Ich dachte ich hätte vorher schon viel Abschied genommen, aber dieses „für immer weg“ ist nochmal etwas ganz anderes. Ich hoffe es löst sich in den nächsten Tagen noch ein wenig, im Augenblick weiß ich gar nicht so richtig, wohin mit mir. Während wir aus Irland zurückfuhren, war ich traurig, aber es ging noch. Je näher ich jetzt an zu Hause komme, desto schlimmer wird es. Am Dienstag ist die Beerdigung und ich frage mich noch immer, wie das gehen soll mit dem „Abschied für immer“. Eine Freundin, deren Eltern noch sehr fit sind, hat mich gestern gefragt, ob es denn nicht eine Erleichterung sei, wenn jemand stirbt, der am Ende so leiden musste. Und ja, als ich mir jetzt die Fotos für die Beerdigung anschaute, da merkte ich, wie sehr er sich verändert hatte, wie fröhlich und voller Leben er früher war. Ich bin froh, dass er jetzt loslassen konnte, es ist ihm schwer genug gefallen. Aber ich bin trotzdem unendlich traurig, dass er gar nicht mehr da ist, kein Stück von ihm. Ich hätte nicht gedacht, dass dieses letzte Stückchen körperliche Anwesendheit so entscheidend ist. Aber vermutlich schon, denn bis zum Tod teilt jemand dieses Leben mit uns, in welcher Form auch immer. Wir wissen wo er ist. Und danach verschwindet er, vielleicht ist er noch irgendwo, vielleicht auch nicht, ich habe keine feste Vorstellung davon. Sicher ist nur, in diesem Leben ist er nicht mehr und es ist merkwürdig, von einer geliebten Person, die man ein Leben lang nah gehalten hat, nicht zu wissen, wo sie ist, ob es ihr gut geht. Ein bisschen wie ins Leere greifen.
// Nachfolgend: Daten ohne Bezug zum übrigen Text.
#[cfg(test)]
mod tests;

use anyhow::{Context, Result};
use serde::{Deserialize, Serialize};
use std::time::Duration;
use tracing::debug;
use url::Url;

use crate::config::EmbeddingConfig;

const DEFAULT_TIMEOUT_SECONDS: u64 = 30;

/// Whether a text is embedded as corpus content or as a search query. Some
/// embedding models produce different vectors for the two roles.
#[derive(Debug, Clone, Copy, PartialEq, Eq)]
pub enum EmbeddingInput {
    Document,
    Query,
}

impl EmbeddingInput {
    fn as_str(self) -> &'static str {
        match self {
            Self::Document => "search_document",
            Self::Query => "search_query",
        }
    }
}

/// Client for the external embedding service. Texts go in, fixed-length
/// vectors come out; batches are split to respect the service limit.
#[derive(Debug, Clone)]
pub struct EmbeddingClient {
    base_url: Url,
    api_key: String,
    model: String,
    dimension: usize,
    batch_size: usize,
    http: reqwest::Client,
}

#[derive(Debug, Serialize)]
struct EmbedRequest<'a> {
    model: &'a str,
    texts: &'a [String],
    input_type: &'static str,
}

#[derive(Debug, Deserialize)]
struct EmbedResponse {
    embeddings: Vec<Vec<f32>>,
}

impl EmbeddingClient {
    #[inline]
    pub fn new(config: &EmbeddingConfig) -> Result<Self> {
        let base_url =
            Url::parse(&config.url).context("Failed to parse embedding service URL")?;

        let http = reqwest::Client::builder()
            .timeout(Duration::from_secs(DEFAULT_TIMEOUT_SECONDS))
            .build()
            .context("Failed to build embedding HTTP client")?;

        Ok(Self {
            base_url,
            api_key: config.api_key.clone(),
            model: config.model.clone(),
            dimension: config.dimension as usize,
            batch_size: config.batch_size as usize,
            http,
        })
    }

    /// Vector length produced by the configured model.
    #[inline]
    pub fn dimension(&self) -> usize {
        self.dimension
    }

    /// Embed a single query string.
    #[inline]
    pub async fn embed_query(&self, text: &str) -> Result<Vec<f32>> {
        debug!("Generating query embedding for text (length: {})", text.len());

        let texts = [text.to_string()];
        let mut embeddings = self.embed_single_batch(&texts, EmbeddingInput::Query).await?;

        embeddings
            .pop()
            .context("Embedding service returned no vectors for query")
    }

    /// Embed corpus texts, splitting into service-sized batches. Returns one
    /// vector per input text, in input order.
    #[inline]
    pub async fn embed_documents(&self, texts: &[String]) -> Result<Vec<Vec<f32>>> {
        if texts.is_empty() {
            return Ok(Vec::new());
        }

        debug!("Generating embeddings for {} texts", texts.len());

        let mut results = Vec::with_capacity(texts.len());
        for batch in texts.chunks(self.batch_size) {
            let batch_results = self
                .embed_single_batch(batch, EmbeddingInput::Document)
                .await
                .with_context(|| format!("Failed to embed batch of {} texts", batch.len()))?;
            results.extend(batch_results);
        }

        debug!("Generated {} embeddings total", results.len());
        Ok(results)
    }

    async fn embed_single_batch(
        &self,
        texts: &[String],
        input: EmbeddingInput,
    ) -> Result<Vec<Vec<f32>>> {
        let url = self
            .base_url
            .join("/v1/embed")
            .context("Failed to build embedding URL")?;

        let request = EmbedRequest {
            model: &self.model,
            texts,
            input_type: input.as_str(),
        };

        let response: EmbedResponse = self
            .http
            .post(url)
            .bearer_auth(&self.api_key)
            .json(&request)
            .send()
            .await
            .context("Embedding request failed")?
            .error_for_status()
            .context("Embedding service returned an error status")?
            .json()
            .await
            .context("Failed to parse embedding response")?;

        if response.embeddings.len() != texts.len() {
            anyhow::bail!(
                "Mismatch between request and response counts: {} vs {}",
                texts.len(),
                response.embeddings.len()
            );
        }

        for embedding in &response.embeddings {
            if embedding.len() != self.dimension {
                anyhow::bail!(
                    "Embedding dimension mismatch: expected {}, got {}",
                    self.dimension,
                    embedding.len()
                );
            }
        }

        Ok(response.embeddings)
    }
}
Da war bisher immer etwas, was ich noch tun konnte: freundlich lächeln, eine Hand halten, etwas erzählen, da sein, Kuchen mitbringen, ein Buch vorlesen. Und plötzlich ist das nichts mehr, da ist nur noch Leere. Und da ist dieser Wunsch sicher zu stellen, dass es ihm gut geht, sich zu vergewissern. Aber es gibt keine Gewissheit. Das ist sehr unheimlich. Es ist als müsste ich einen Teil von mir abtrennen, der Teil, der bisher dazu da war an ihn zu denken, auf ihn zu achten, Dinge mit ihm zu teilen. Dieser Teil hat jetzt gar nichts mehr zu tun. Es ist ein bisschen wie ein Phantomschmerz, ich versuche immer Kontakt aufzunehmen, aber da ist gar nichts mehr.
Phu…Schreiben hilft mir immer. Danke, dass ich das hier tun darf. Dass, was ich oben geschrieben habe, hätte ich sonst gar nicht in Worte fassen können. Es tut mir leid, dass es so merkwürdig klingt.
Ganz liebe Grüße
Cildie
PS: Sverja, vielen Dank für deine spannende Antwort auf meine letzte Nachricht. Ich brauche noch ein wenig, aber ich antworte noch darauf. Ich fand sie sehr schön. Ich hoffe du konntest deinen Freund ein wenig mehr verabschieden - 40 Jahre, das ist fast mein ganzes Leben:-). Fühl dich umarmt.